No Next Item No Next Conference Can't Favor Can't Forget Item List Conference Home Entrance    Help
View Responses


Grex Agora41 Item 69: The Windows > DOS software item
Entered by keesan on Mon Apr 8 14:13:21 UTC 2002:

Questions about how to use alternative (DOS) software to deal with MS files.

269 responses total.



#1 of 269 by keesan on Mon Apr 8 14:15:57 2002:

Someone just sent me a zip file which contains three .rtf files, two of which
start with the same 8 characters.  pkunzip, when it reached the second file,
said a file by that name already exists and gave me a choice of overwriting
the file or not.  I said no, and got out only two not three files.  Is there
some way to use pkunzip or some other DOS unzip program to get out all three
files?  And is there a DOS rtf reader that will handle 'Windows rtf' files?
The one I have (VIEW) does not seem to work, just gave me all the rtf tags.

The simplest solution was to ask for them to convert the rtf to ascii and give
8-character distinct file names.


#2 of 269 by keesan on Mon Apr 8 15:09:42 2002:

I converted the rtf to ascii and here is what I got.  Is this some cousin of
html?  Why would it be sent to a translator?  I omitted company name.

C:\DOWNLOAD\ANCILLAR.RTF


 
Normal;tw4winMark;tw4winError;tw4winPopup;tw4winJump;tw4winExternal;tw4winIntern
 l;tw4winTerm;DO_NOT_TRANSLATE;

<stf "F3.01">

<sourcecharset "Normal">

<sourcelanguage "English (US)">

<sourcehyphenation "Turn Off">

Solution_278004r2¨Phase1_convertions_for_translation¨mif¨278004-002-body.mif">

<bb "Cross-Reference Formats">

<bb "Variable"><:v "<:bb "paratext[Chapter Title]">" 1>

<vfmt "Running H/F 3"><:bb "paratext[Chapter Title]">

<bb "Variable"><:v "<:bb "curpagenum">" 2>

<vfmt "Current Page #"><:bb "curpagenum">

<bb "Variable"><:v "User's Guide" 3>

<vfmt "Manual Title">{>User's Guide<}{User's Guide<0}

(there was lots more - with all the actual English words doubled)


#3 of 269 by aruba on Mon Apr 8 15:36:48 2002:

RTF is a file format that stores typesetting information as well as text,
though the file itself is text.  If you want to send someone a Word
document, you can save it as RTF and send that without losing the
formatting.  It's easier to transmit, since it's text and smaller than the
original word doc, and portable to other applications (and among different
versions of Word).  It also can't contain viruses the way a Word doc can.

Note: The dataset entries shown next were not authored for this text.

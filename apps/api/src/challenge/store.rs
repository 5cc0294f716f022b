#![allow(dead_code)]

//! Challenge storage backends.
//!
//! At most one live challenge exists per identity; a new `put` overwrites the
//! prior entry. The Redis backend carries a TTL so expired entries are
//! reclaimed without a sweep; the in-memory backend relies on the service's
//! expiry check plus eviction-on-read.

use async_trait::async_trait;
use chrono::{DateTime, Utc};
use redis::AsyncCommands;
use serde::{Deserialize, Serialize};
use std::collections::HashMap;
use std::sync::Mutex;

use crate::models::candidate::CandidateRef;
use crate::storage::StorageError;

#[derive(Debug, Clone, Serialize, Deserialize)]
pub struct StoredChallenge {
    pub code: String,
    pub expires_at: DateTime<Utc>,
}

/// Keyed challenge mapping with per-key put/get/remove. No cross-key
/// coordination is needed; the service layer owns the verify semantics.
#[async_trait]
pub trait ChallengeStore: Send + Sync {
    async fn put(
        &self,
        candidate: &CandidateRef,
        challenge: StoredChallenge,
    ) -> Result<(), StorageError>;

    async fn get(&self, candidate: &CandidateRef) -> Result<Option<StoredChallenge>, StorageError>;

    /// Removes and returns the entry in one step. Of two racing consumers,
    /// at most one observes the challenge.
    async fn take(
        &self,
        candidate: &CandidateRef,
    ) -> Result<Option<StoredChallenge>, StorageError>;
}

/// Mutexed map backend for tests and single-node deploys.
#[derive(Default)]
pub struct InMemoryChallengeStore {
    entries: Mutex<HashMap<CandidateRef, StoredChallenge>>,
}

impl InMemoryChallengeStore {
    pub fn new() -> Self {
        Self::default()
    }
}

#[async_trait]
impl ChallengeStore for InMemoryChallengeStore {
    async fn put(
        &self,
        candidate: &CandidateRef,
        challenge: StoredChallenge,
    ) -> Result<(), StorageError> {
        self.entries
            .lock()
            .expect("challenge store lock poisoned")
            .insert(candidate.clone(), challenge);
        Ok(())
    }

    async fn get(&self, candidate: &CandidateRef) -> Result<Option<StoredChallenge>, StorageError> {
        Ok(self
            .entries
            .lock()
            .expect("challenge store lock poisoned")
            .get(candidate)
            .cloned())
    }

    async fn take(
        &self,
        candidate: &CandidateRef,
    ) -> Result<Option<StoredChallenge>, StorageError> {
        Ok(self
            .entries
            .lock()
            .expect("challenge store lock poisoned")
            .remove(candidate))
    }
}

/// Redis backend. Entries are stored with an `EX` TTL matching the challenge
/// expiry so the keyspace reclaims itself.
pub struct RedisChallengeStore {
    client: redis::Client,
}

impl RedisChallengeStore {
    pub fn new(client: redis::Client) -> Self {
        Self { client }
    }

    fn key(candidate: &CandidateRef) -> String {
        format!("challenge:{}", candidate.as_str())
    }
}

#[async_trait]
impl ChallengeStore for RedisChallengeStore {
    async fn put(
        &self,
        candidate: &CandidateRef,
        challenge: StoredChallenge,
    ) -> Result<(), StorageError> {
        let mut conn = self.client.get_multiplexed_async_connection().await?;
        let payload = serde_json::to_string(&challenge)?;
        let ttl_secs = (challenge.expires_at - Utc::now()).num_seconds().max(1) as u64;
        let _: () = conn.set_ex(Self::key(candidate), payload, ttl_secs).await?;
        Ok(())
    }

    async fn get(&self, candidate: &CandidateRef) -> Result<Option<StoredChallenge>, StorageError> {
        let mut conn = self.client.get_multiplexed_async_connection().await?;
        let payload: Option<String> = conn.get(Self::key(candidate)).await?;
        match payload {
            Some(raw) => Ok(Some(serde_json::from_str(&raw)?)),
            None => Ok(None),
        }
    }

    async fn take(
        &self,
        candidate: &CandidateRef,
    ) -> Result<Option<StoredChallenge>, StorageError> {
        let mut conn = self.client.get_multiplexed_async_connection().await?;
        let payload: Option<String> = conn.get_del(Self::key(candidate)).await?;
        match payload {
            Some(raw) => Ok(Some(serde_json::from_str(&raw)?)),
            None => Ok(None),
        }
    }
}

#4 of 269 by keesan on Mon Apr 8 16:13:12 2002:

That is interesting to know about the viruses and about RTF being portable
between versions of WORD.  I used a program called VIEW to convert the RTF
to ascii.  All those tags are TRADOS tags.  The person who sent the zip file
said she would send me an rtf file.  I have no idea what that will be.
What is TRADOS?  Why are all the English phrases in it doubled?  They
apparently converted the TRADOS to rtf.  This is all from a Czech translation
agency which for some reason is translating a computer manual from English
to Macedonian and found my website.  


#5 of 269 by keesan on Mon Apr 8 16:18:58 2002:

TRADOS is software for translations and localization.  The Czechs are doing
software localization - anyone have any experience in that?  We had a French
friend who was doing it and had to make the French short enough to fit into
the space occupied by the English.  His primary complaint is that the software
was badly written even in English.


#6 of 269 by krj on Mon Apr 8 17:04:20 2002:

(RTF stands for Rich Text Format, IIRC.)


#7 of 269 by rlejeune on Mon Apr 8 20:32:44 2002:

I thought it was an abbreviation of RTFM. 


#8 of 269 by keesan on Tue Apr 9 00:34:34 2002:

Still no new file.  I cannot even imagine what format the Macedonian might
arrive in.  We may end up going the scan-print-pdf route again.  I can convert
pdf to pbm or ps now and read it, at least.  Perhaps they can export to html?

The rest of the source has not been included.